National Theatre, Warsaw in Poland was the host venue for the 2005 edition of Eurovision Young Dancers. This was the second time that TVP had hosted the competition, the first being in . At that time, Poland and France were the only countries to have hosted more than once.

It was founded in 1765, during the Polish Enlightenment, by that country's last monarch, Stanisław August Poniatowski. The theatre shares the Grand Theatre complex at the Theatre Square in Warsaw with another national venue, the Poland's National Opera.

==Format==
The format consists of dancers who are non-professional and between the ages of 16–21, competing in a performance of dance routines of their choice, which they have prepared in advance of the competition. All the acts then take part in a choreographed group dance during 'Young Dancers Week'.

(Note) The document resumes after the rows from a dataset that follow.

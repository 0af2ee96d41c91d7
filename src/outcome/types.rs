//! Normalized bundle outcome.

use thiserror::Error;

/// Why the relay refused a bundle.
#[derive(Debug, Clone, PartialEq, Eq, Error)]
pub enum RejectionReason {
    #[error("bundle simulation failure on tx {signature}, message: {message}")]
    SimulationFailure { signature: String, message: String },

    #[error("bundle lost state auction, auction: {auction_id}, tip {bid_lamports} lamports")]
    StateAuctionBidRejected { auction_id: String, bid_lamports: u64 },

    #[error(
        "bundle won state auction but failed global auction, auction {auction_id}, tip {bid_lamports} lamports"
    )]
    WinningBatchBidRejected { auction_id: String, bid_lamports: u64 },

    #[error("internal error {message}")]
    InternalError { message: String },

    #[error("bundle dropped {message}")]
    Dropped { message: String },

    /// Polled status `Invalid`.
    #[error("bundle {bundle_id} is invalid")]
    Invalid { bundle_id: String },

    /// Polled status `Failed`.
    #[error("bundle {bundle_id} failed to land")]
    Failed { bundle_id: String },
}

impl RejectionReason {
    /// Metric label.
    pub fn label(&self) -> &'static str {
        match self {
            RejectionReason::SimulationFailure { .. } => "simulation_failure",
            RejectionReason::StateAuctionBidRejected { .. } => "state_auction_bid_rejected",
            RejectionReason::WinningBatchBidRejected { .. } => "winning_batch_bid_rejected",
            RejectionReason::InternalError { .. } => "internal_error",
            RejectionReason::Dropped { .. } => "dropped",
            RejectionReason::Invalid { .. } => "invalid",
            RejectionReason::Failed { .. } => "failed",
        }
    }
}

/// Relay-side view of a bundle, shared by the stream and polling transports.
#[derive(Debug, Clone, PartialEq, Eq)]
pub enum BundleOutcome {
    /// Accepted for auction; ledger confirmation still required.
    Accepted { slot: Option<u64> },
    /// Polled status reports the bundle on chain.
    Landed { slot: Option<u64> },
    /// Relay still processing.
    Pending,
    /// Nothing known yet about this bundle.
    Unknown,
    /// Terminal refusal.
    Rejected(RejectionReason),
}

impl BundleOutcome {
    /// Terminal outcomes end reconciliation without a ledger check.
    pub fn is_terminal(&self) -> bool {
        matches!(self, BundleOutcome::Rejected(_))
    }

    pub fn rejection(&self) -> Option<&RejectionReason> {
        match self {
            BundleOutcome::Rejected(reason) => Some(reason),
            _ => None,
        }
    }
}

Jury members of a professional aspect and representing the elements of ballet, contemporary, and modern dancing styles, score each of the competing individual and group dance routines. The overall winner upon completion of the final dances is chosen by the professional jury members.

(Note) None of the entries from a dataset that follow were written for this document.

//! Confirmation results.

use std::time::Duration;
use tokio::time::Instant;

use crate::bundle::BundleSubmissionHandle;
use crate::error::{BundleError, BundleResult};
use crate::ledger::SignatureStatus;
use crate::outcome::RejectionReason;

/// Time budget for one submit-and-confirm call, fixed when the call starts.
///
/// Submission and reconciliation share it, so a slow relay answer eats into
/// the time left for confirmation.
#[derive(Debug, Clone, Copy, PartialEq, Eq)]
pub struct Deadline {
    started: Instant,
    budget: Duration,
}

impl Deadline {
    /// Budget starting now.
    pub fn after(budget: Duration) -> Self {
        Self {
            started: Instant::now(),
            budget,
        }
    }

    pub fn started(&self) -> Instant {
        self.started
    }

    pub fn budget(&self) -> Duration {
        self.budget
    }

    pub fn expires_at(&self) -> Instant {
        self.started + self.budget
    }
}

/// Terminal state of a reconciliation.
#[derive(Debug, Clone, PartialEq, Eq)]
pub enum FinalOutcome {
    /// Every signature reached the required commitment.
    Landed,
    /// The relay rejected the bundle.
    Failed(RejectionReason),
    /// The deadline fired first.
    TimedOut,
}

impl FinalOutcome {
    /// Metric label.
    pub fn label(&self) -> &'static str {
        match self {
            FinalOutcome::Landed => "landed",
            FinalOutcome::Failed(reason) => reason.label(),
            FinalOutcome::TimedOut => "timed_out",
        }
    }
}

/// Outcome of following one submission to a terminal state.
#[derive(Debug, Clone)]
pub struct ConfirmationResult {
    pub handle: BundleSubmissionHandle,
    pub final_outcome: FinalOutcome,
    /// Last observed status per signature, in handle order.
    pub statuses: Vec<Option<SignatureStatus>>,
    pub elapsed: Duration,
    pub deadline: Duration,
}

impl ConfirmationResult {
    pub fn is_landed(&self) -> bool {
        self.final_outcome == FinalOutcome::Landed
    }

    /// Keep landed results, turn the other terminal states into errors.
    pub fn into_landed(self) -> BundleResult<ConfirmationResult> {
        match self.final_outcome {
            FinalOutcome::Landed => Ok(self),
            FinalOutcome::Failed(reason) => Err(BundleError::Rejected(reason)),
            FinalOutcome::TimedOut => Err(BundleError::ConfirmationTimeout {
                deadline: self.deadline,
            }),
        }
    }
}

Ocelot - Acrobatic Dance Theatre performed as the interval act. A behind-the-scenes documentary film was commissioned by the EBU to accompany this year's competition. Masters of Performance, produced by Boomtown Media and directed by Thomas Grube, follows the young dancers from across Europe as they prepare to take part in the competition.

== Participants and results ==
===Preliminary round===
The semi-final round was replaced by a week of dance master classes. Florence Clerc, Irek Mukhamedov, Christopher Bruce and Piotr Nardelli were the dance teachers selected to work with the participants and choose the ten finalists. The following countries failed to qualify.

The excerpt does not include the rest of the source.